Increase in oil prices led the Energy Select Sector SPDR (XLE) to increase 2.3% and become the biggest gainer among the S&P 500 sectors. Key energy stocks including, EOG Resources, Inc. (EOG - Free Report) , ConocoPhillips (COP - Free Report) , Pioneer Natural Resources Co. (PXD - Free Report) , Halliburton Company (HAL - Free Report) and Occidental Petroleum Corporation (OXY - Free Report) advanced 5.1%, 4.4%, 2.9%, 2.7% and 1.9%, respectively. Dow components Exxon Mobil Corporation (XOM - Free Report) and Chevron Corporation (CVX - Free Report) increased 1.5% and 2.1%, respectively.
Meanwhile, the Fed Chairwoman Janet Yellen’s comments on Monday continued to have a positive impact on key indexes even yesterday. Yellen said that most of the U.S. economic data had been encouraging. She also said that although last month’s employment growth was “disappointing,” overall domestic labor market data was favorable. Yellen indicated that Fed will increase rate this year, but refrained from giving the exact timing for rate hikes.
In company news, shares of Biogen Inc. (BIIB - Free Report) plunged 12.8% after the company’s Phase 2 study of its treatment for relapsing multiple sclerosis failed to meet its primary and secondary endpoints. Also, Alexion Pharmaceuticals, Inc’s (ALXN - Free Report) shares slumped 10.9% after the company announced disappointing top-line data. As per the data its drug eculizumab failed to meet the primary efficacy endpoint in a phase III study (REGAIN) in patients suffering from refractory generalized myasthenia gravis (gMG).

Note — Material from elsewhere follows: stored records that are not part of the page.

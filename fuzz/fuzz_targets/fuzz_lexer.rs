#![no_main]

use libfuzzer_sys::fuzz_target;
use statsd_ingest_core::lexer::{render, run};

// Feeds arbitrary bytes straight into the lexer. The only property under
// test is "never panics": malformed input should come back as an `Err`,
// never a crash. When a line does parse, round-trip it back through the
// renderer and re-lex the result, which must also never panic and must
// still decode to a structurally equal record.
fuzz_target!(|data: &[u8]| {
    let mut owned = data.to_vec();
    let Ok(record) = run(&mut owned, None) else {
        return;
    };

    let mut rendered = render(&record);
    if let Ok(reparsed) = run(&mut rendered, None) {
        assert_eq!(record, reparsed);
    }
});
//! Property-based coverage of the two properties the hand-picked seed cases
//! can't exhaustively demonstrate: the lexer never panics on arbitrary
//! bytes, and an accepted line round-trips through its own renderer.

use proptest::prelude::*;
use statsd_ingest_core::lexer::render;
use statsd_ingest_core::run;

proptest! {
    #![proptest_config(ProptestConfig::with_cases(512))]

    #[test]
    fn never_panics_on_arbitrary_bytes(bytes in prop::collection::vec(any::<u8>(), 0..256)) {
        let mut owned = bytes.clone();
        let _ = run(&mut owned, None);
    }

    #[test]
    fn never_panics_with_a_namespace(
        bytes in prop::collection::vec(any::<u8>(), 0..256),
        namespace in "[a-zA-Z0-9_.]{0,16}",
    ) {
        let mut owned = bytes.clone();
        let _ = run(&mut owned, Some(&namespace));
    }

    #[test]
    fn accepted_lines_round_trip(
        name in "[a-zA-Z][a-zA-Z0-9_.]{0,15}",
        value in -1_000_000i64..1_000_000i64,
    ) {
        let line = format!("{name}:{value}|g");
        let mut owned = line.clone().into_bytes();
        if let Ok(record) = run(&mut owned, None) {
            let mut rendered = render(&record);
            let reparsed = run(&mut rendered, None);
            prop_assert_eq!(Ok(record), reparsed);
        }
    }
}
//! # statsd-ingest-core
//!
//! A StatsD/DogStatsD ingestion core: a permissive, mutation-tolerant wire
//! lexer plus a sharded dispatcher/worker concurrency core that folds
//! parsed records into per-shard aggregator state and emits flush
//! snapshots on demand.
//!
//! This crate deliberately stops at the `Aggregator` boundary: the UDP/
//! packet source, flush sinks, configuration loading, and the concrete
//! counter/gauge/timer/set arithmetic are all external concerns. See
//! [`aggregator::Aggregator`] for the capability this core depends on.
//!
//! ## Quick start
//!
//! ```no_run
//! use std::num::NonZeroUsize;
//! use std::sync::Arc;
//! use std::thread;
//!
//! use statsd_ingest_core::aggregator::Aggregator;
//! use statsd_ingest_core::cancel::CancellationToken;
//! use statsd_ingest_core::dispatcher::{Dispatcher, DispatcherConfig};
//! use statsd_ingest_core::receiver::{Receiver, ReceiverConfig};
//!
//! # struct MyAggregator;
//! # impl Aggregator for MyAggregator {
//! #     type Snapshot = ();
//! #     fn receive(&mut self, _m: statsd_ingest_core::model::Metric, _now: std::time::SystemTime) {}
//! #     fn receive_event(&mut self, _e: statsd_ingest_core::model::Event) {}
//! #     fn flush(&mut self, _now: &dyn Fn() -> std::time::SystemTime) {}
//! #     fn reset(&mut self, _now: std::time::SystemTime) {}
//! #     fn process(&mut self, visitor: &dyn Fn(&Self)) { visitor(self); }
//! # }
//! let config = DispatcherConfig {
//!     num_workers: NonZeroUsize::new(4).unwrap(),
//!     per_worker_buffer_size: 1000,
//! };
//! let dispatcher = Dispatcher::new(config, || MyAggregator);
//! let ctx = CancellationToken::new();
//! let run_ctx = ctx.clone();
//! let run_dispatcher = dispatcher.clone();
//! thread::spawn(move || run_dispatcher.run(&run_ctx));
//!
//! let receiver = Receiver::new(dispatcher, ReceiverConfig::default());
//! receiver.handle_datagram(&ctx, b"request.count:1|c\n").unwrap();
//! ```

#![deny(clippy::unwrap_used)]
#![deny(clippy::expect_used)]
#![deny(clippy::panic)]
#![deny(clippy::todo)]
#![deny(clippy::unimplemented)]
#![warn(clippy::pedantic)]
#![warn(clippy::nursery)]
#![warn(missing_docs)]
#![warn(clippy::missing_errors_doc)]
#![warn(clippy::missing_panics_doc)]
#![allow(clippy::module_name_repetitions)]
#![cfg_attr(test, allow(clippy::unwrap_used))]
#![cfg_attr(test, allow(clippy::expect_used))]
#![cfg_attr(test, allow(clippy::panic))]

pub mod aggregator;
pub mod cancel;
pub mod dispatcher;
mod error;
pub mod lexer;
pub mod model;
pub mod receiver;
mod worker;

pub use error::{DispatchError, ParseError};
pub use lexer::{run, Record};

Losses in Biogen and Alexion Pharmaceuticals led the NASDAQ Biotechnology Index (NBI) to slump 2.5%, registering its worst percentage fall since May 11. Also, the iShares Nasdaq Biotechnology (IBB) fell 2.6%.
Key stocks from the bio-tech sector including Vertex Pharmaceuticals Incorporated (VRTX - Free Report) , Illumina Inc. (ILMN - Free Report) , Amgen Inc. (AMGN - Free Report) , Regeneron Pharmaceuticals, Inc. (REGN) and Juno Therapeutics Inc. (JUNO) fell 1.4%, 1.8%, 0.8%, 2.3% and 0.5%, respectively. Decline in biotech sector led the Health Care Select Sector SPDR (XLV) to decline by 0.6% and become the biggest loser among the S&P 500 sectors.
In economic news, as per the Bureau of Labor Statistics, non-farm business sector labor productivity fell 0.6% in the first quarter of 2016, but was narrower than 1% decline expected earlier.
Additionally, the Board of Governors of the Federal Reserve System reported that consumer credit increased by $13.4 billion in April, following March’s $28.4 billion increase. Consumer credit increased at a seasonally adjusted annual rate of 4.5% in April. However, it came short of March’s 9.6% increase.